Help me decide about surgery?

Crohn's Disease Forum

Help Support Crohn's Disease Forum:

Joined
Nov 24, 2012
Messages
2
Hello,

I was diagnosed with crohn's about 8 years ago. I've been on embrel & now humira for the last five years. Since I was diagnosed (after going to the ER with bloating, pain etc. & having MRI) I have had about 5 "attacks" lasting about 24 hours & gradually going away. I have never lost any weight. My symptoms (other than the painful attacks) are diarrhea only.

Finally this year I had an upper GI. The radiologist said my disease is "burnt out" That I have had it for many, many years. It is a long area of the ileum, very thin, but no disease. My gastro doc disagreed & thought disease was still active and thinks I should have resection of ileum. Met with the surgeon, both she & gastro think I should not feel as good as I do, given what my insides look like.

But on humira, generally, tho I have diarrhea, I feel find. I have no diet restrictions except popcorn. I eat smaller portions than I used to but still would like to lose 5 lbs!

Anyone have a simliar experience? I really have not "identified" with having crohn's until now, and the prospect of surgery (which I really don't want to have.

Thanks so much!

Jeanie
 
Welcome to the forum, Jeanie!

I'm glad to hear you're feeling so well. Unfortunately, we can't really help you make a decision like that. If you're not comfortable with what your doctors have suggested, I suggest you see another GI for a second opinion.

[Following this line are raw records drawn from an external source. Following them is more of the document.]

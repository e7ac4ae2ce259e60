use std::{
    io::SeekFrom,
    path::{Component, Path, PathBuf},
};

use async_trait::async_trait;
use bytes::Bytes;
use tokio::{
    fs::{self, File},
    io::{AsyncReadExt, AsyncSeekExt},
};
use tracing::warn;

use crate::{
    application::{error::ApplicationError, services::StorageBackend},
    services::error::StorageError,
};

/// Serves objects from a directory tree on local disk.
///
/// Every resolved path must stay under the root after symlinks are
/// followed. File handles live only for the duration of one call.
pub struct LocalStorageBackend {
    root: PathBuf,
}

impl LocalStorageBackend {
    pub fn new(root: impl Into<PathBuf>) -> Self {
        Self { root: root.into() }
    }

    async fn resolve(&self, key: &str) -> Result<PathBuf, StorageError> {
        let relative = Path::new(key);
        if key.is_empty()
            || relative
                .components()
                .any(|component| !matches!(component, Component::Normal(_)))
        {
            warn!("Refusing non-relative storage key {:?}", key);
            return Err(StorageError::NotFound(key.to_string()));
        }

        let root = fs::canonicalize(&self.root).await.map_err(|e| {
            StorageError::Io(format!(
                "storage root {} is unavailable: {}",
                self.root.display(),
                e
            ))
        })?;
        let path = fs::canonicalize(root.join(relative))
            .await
            .map_err(|e| not_found_or_io(key, e))?;

        if !path.starts_with(&root) {
            warn!("Storage key {:?} resolves outside the storage root", key);
            return Err(StorageError::NotFound(key.to_string()));
        }

        Ok(path)
    }
}

fn not_found_or_io(key: &str, error: std::io::Error) -> StorageError {
    match StorageError::from(error) {
        StorageError::NotFound(_) => StorageError::NotFound(key.to_string()),
        other => other,
    }
}

#[async_trait]
impl StorageBackend for LocalStorageBackend {
    fn provider(&self) -> &'static str {
        "local"
    }

    async fn size(&self, key: &str) -> Result<u64, ApplicationError> {
        let path = self.resolve(key).await?;
        let metadata = fs::metadata(&path)
            .await
            .map_err(|e| not_found_or_io(key, e))?;

        if !metadata.is_file() {
            return Err(StorageError::NotFound(key.to_string()).into());
        }

        Ok(metadata.len())
    }

    async fn read_range(
        &self,
        key: &str,
        offset: u64,
        length: u64,
    ) -> Result<Bytes, ApplicationError> {
        if length == 0 {
            return Ok(Bytes::new());
        }

        let path = self.resolve(key).await?;
        let mut file = File::open(&path)
            .await
            .map_err(|e| not_found_or_io(key, e))?;

        file.seek(SeekFrom::Start(offset))
            .await
            .map_err(StorageError::from)?;

        let mut buffer = Vec::with_capacity(length as usize);
        file.take(length)
            .read_to_end(&mut buffer)
            .await
            .map_err(StorageError::from)?;

        Ok(Bytes::from(buffer))
    }
}
use axum::{extract::State, Json};
use chrono::{DateTime, Utc};
use serde::{Deserialize, Serialize};
use sysinfo::System;
use tracing::info;

use crate::adapters::state::AppState;

#[derive(Debug, Serialize, Deserialize)]
pub struct HealthResponse {
    pub status: String,
    #[serde(rename = "serverId")]
    pub server_id: String,
    pub provider: String,
    pub config: HealthConfigInfo,
    pub metrics: SystemMetrics,
    pub timestamp: DateTime<Utc>,
}

#[derive(Debug, Serialize, Deserialize)]
pub struct SystemMetrics {
    #[serde(rename = "cpuUsagePercent")]
    pub cpu_usage_percent: f32,
    #[serde(rename = "memoryUsedBytes")]
    pub memory_used_bytes: u64,
    #[serde(rename = "memoryTotalBytes")]
    pub memory_total_bytes: u64,
    #[serde(rename = "memoryUsagePercent")]
    pub memory_usage_percent: f32,
}

#[derive(Debug, Serialize, Deserialize)]
pub struct HealthConfigInfo {
    #[serde(rename = "chunkSize")]
    pub chunk_size: u64,
    pub categories: Vec<String>,
}

pub struct HealthController;

impl HealthController {
    /// GET /api/v1/health
    pub async fn health_check(State(app_state): State<AppState>) -> Json<HealthResponse> {
        info!("Health check requested");

        let service = &app_state.retrieval_service;
        let config_info = HealthConfigInfo {
            chunk_size: service.config().chunk_size().get(),
            categories: service.config().categories().iter().cloned().collect(),
        };

        // Only refresh what's reported
        let mut sys = System::new();
        sys.refresh_cpu_usage();
        sys.refresh_memory();

        let memory_used = sys.used_memory();
        let memory_total = sys.total_memory();
        let memory_usage_percent = if memory_total > 0 {
            (memory_used as f32 / memory_total as f32) * 100.0
        } else {
            0.0
        };

        let metrics = SystemMetrics {
            cpu_usage_percent: sys.global_cpu_usage(),
            memory_used_bytes: memory_used,
            memory_total_bytes: memory_total,
            memory_usage_percent,
        };

        Json(HealthResponse {
            status: "healthy".to_string(),
            server_id: app_state.server_id.clone(),
            provider: service.provider().to_string(),
            config: config_info,
            metrics,
            timestamp: Utc::now(),
        })
    }
}
mod error;
mod local_storage;
#[cfg(test)]
mod memory_storage;
mod s3_storage;
mod supabase_storage;

pub use error::StorageError;
pub use local_storage::LocalStorageBackend;
#[cfg(test)]
pub use memory_storage::InMemoryStorageBackend;
pub use s3_storage::S3StorageBackend;
pub use supabase_storage::SupabaseStorageBackend;

use std::sync::Arc;

use crate::{
    application::services::StorageBackend,
    domain::config::{
        local::{LocalConfig, Provider},
        secrets::Secrets,
    },
};

pub fn create_storage_backend(
    config: &LocalConfig,
    secrets: &Secrets,
) -> Result<Arc<dyn StorageBackend>, StorageError> {
    match config.provider {
        Provider::Local => Ok(Arc::new(LocalStorageBackend::new(&config.storage_root))),
        Provider::Supabase => {
            let supabase_secrets = secrets.supabase_secrets.as_ref().ok_or_else(|| {
                StorageError::InvalidCredentials("Supabase secrets not found".to_string())
            })?;

            Ok(Arc::new(SupabaseStorageBackend::new(
                supabase_secrets.clone(),
            )?))
        }
        Provider::S3 => {
            let s3_secrets = secrets.s3_secrets.as_ref().ok_or_else(|| {
                StorageError::InvalidCredentials("S3 secrets not found".to_string())
            })?;

            Ok(Arc::new(S3StorageBackend::new(s3_secrets.clone())))
        }
    }
}
// ========================================================================================
//
//                              THE SHARED WORKER POOL
//
// ========================================================================================
//
// A fixed set of named threads pulling boxed tasks from one unbounded
// multi-consumer queue. The pool knows nothing about batches: it accepts work
// from any number of submitters, never rejects it, and never reorders it
// deliberately. Excess work waits in the queue.

use crate::config::PoolConfig;
use crate::error::ConfigError;
use crossbeam_channel::{Receiver, Sender, unbounded};
use log::{debug, error, trace, warn};
use std::any::Any;
use std::panic::{self, AssertUnwindSafe};
use std::thread::{self, JoinHandle};

type Task = Box<dyn FnOnce() + Send + 'static>;

pub struct WorkerPool {
    queue: Option<Sender<Task>>,
    workers: Vec<JoinHandle<()>>,
    capacity: usize,
}

impl WorkerPool {
    /// Starts `capacity` workers named with the default prefix.
    pub fn new(capacity: usize) -> Result<Self, ConfigError> {
        Self::spawn(capacity, PoolConfig::DEFAULT_THREAD_PREFIX)
    }

    pub fn from_config(config: &PoolConfig) -> Result<Self, ConfigError> {
        config.validate()?;
        Self::spawn(config.capacity(), &config.thread_name_prefix)
    }

    fn spawn(capacity: usize, prefix: &str) -> Result<Self, ConfigError> {
        if capacity == 0 {
            return Err(ConfigError::ZeroCapacity);
        }

        let (queue, tasks) = unbounded::<Task>();
        let mut workers = Vec::with_capacity(capacity);
        for index in 0..capacity {
            let name = format!("{prefix}{index}");
            let tasks = tasks.clone();
            let handle = thread::Builder::new()
                .name(name.clone())
                .spawn(move || run_worker(tasks))
                .map_err(|source| ConfigError::Spawn { name, source })?;
            workers.push(handle);
        }
        debug!("Worker pool started with {capacity} workers ('{prefix}*').");

        Ok(Self {
            queue: Some(queue),
            workers,
            capacity,
        })
    }

    /// Enqueues `task` for any free worker and returns immediately.
    pub fn submit<F>(&self, task: F)
    where
        F: FnOnce() + Send + 'static,
    {
        let Some(queue) = &self.queue else {
            return;
        };
        if let Err(rejected) = queue.send(Box::new(task)) {
            // Every worker is gone. Run it here rather than lose it.
            error!("Worker pool queue is disconnected; running task on the submitting thread.");
            let task = rejected.into_inner();
            task();
        }
    }

    pub fn capacity(&self) -> usize {
        self.capacity
    }

    /// Tasks waiting for a free worker.
    pub fn queued(&self) -> usize {
        self.queue.as_ref().map_or(0, Sender::len)
    }

    /// Closes the queue, lets the workers drain what is already queued, and
    /// joins them.
    pub fn shutdown(mut self) {
        if self.queue.take().is_none() {
            return;
        }
        let current = thread::current().id();
        for handle in self.workers.drain(..) {
            // A task that owns the last handle to the pool would otherwise join itself.
            if handle.thread().id() == current {
                continue;
            }
            if handle.join().is_err() {
                warn!("A pool worker exited abnormally during shutdown.");
            }
        }
        debug!("Worker pool with {} workers shut down.", self.capacity);
    }
}

/// Dropping closes the queue without waiting. Workers finish whatever is
/// already queued in the background and exit; the dropping thread is never
/// held up by work abandoned after a timeout or interrupt.
impl Drop for WorkerPool {
    fn drop(&mut self) {
        if self.queue.take().is_some() {
            debug!(
                "Worker pool with {} workers dropped; detaching its threads.",
                self.capacity
            );
        }
    }
}

impl std::fmt::Debug for WorkerPool {
    fn fmt(&self, f: &mut std::fmt::Formatter<'_>) -> std::fmt::Result {
        f.debug_struct("WorkerPool")
            .field("capacity", &self.capacity)
            .field("queued", &self.queued())
            .finish()
    }
}

fn run_worker(tasks: Receiver<Task>) {
    let name = thread::current().name().unwrap_or("worker").to_owned();
    trace!("{name} waiting for tasks");
    while let Ok(task) = tasks.recv() {
        if let Err(payload) = panic::catch_unwind(AssertUnwindSafe(task)) {
            warn!(
                "{name} recovered from a panicking task: {}",
                panic_message(payload.as_ref())
            );
        }
    }
    trace!("{name} exiting, queue closed");
}

/// Best-effort text of a panic payload.
pub(crate) fn panic_message(payload: &(dyn Any + Send)) -> String {
    if let Some(message) = payload.downcast_ref::<&str>() {
        (*message).to_owned()
    } else if let Some(message) = payload.downcast_ref::<String>() {
        message.clone()
    } else {
        "non-string panic payload".to_owned()
    }
}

Please let us know what you choose to do!
 
Hi Sarah,

Thanks for your reply. Maybe I used the wrong title for my post. I really want to know if anyone else has had a crohn's experience like mine. (i.e. had the disease a long time, "burnt out", no weight loss, etc.)

How do I ask that?

thanks again, jeanie
 
Hi Jeanie and welcome to the forum! :D

I understand what you mean. Basically what it sounds like is that you have a section that's pretty scarred up and its a narrowed area, basically a long stricture. Whether or not the disease is really active, its unknown to us but with surgery that may or may not be all that relevant. It may be controlled for the most part by the Humira but even small amounts of inflammation over time, chronic inflammation, causes scarring. Scar tissue builds up and makes the intestines more narrow which makes it difficult for food to pass through.

Surgery isn't just for extreme/emergency cases. You don't want it to become an emergency like having an obstruction because those can be life threatening. Hence why the GI and surgeon are suggesting to remove that section even though you feel fine for the most part.

When I had my surgery it wasn't an emergency. I had inflammation and scarring in my ileum and I was in danger of getting an obstruction. Since it seemed like the medication I was taking at the time wasn't controlling the disease well enough my GI decided that surgery was my best option to help kick start remission by removing the diseased section.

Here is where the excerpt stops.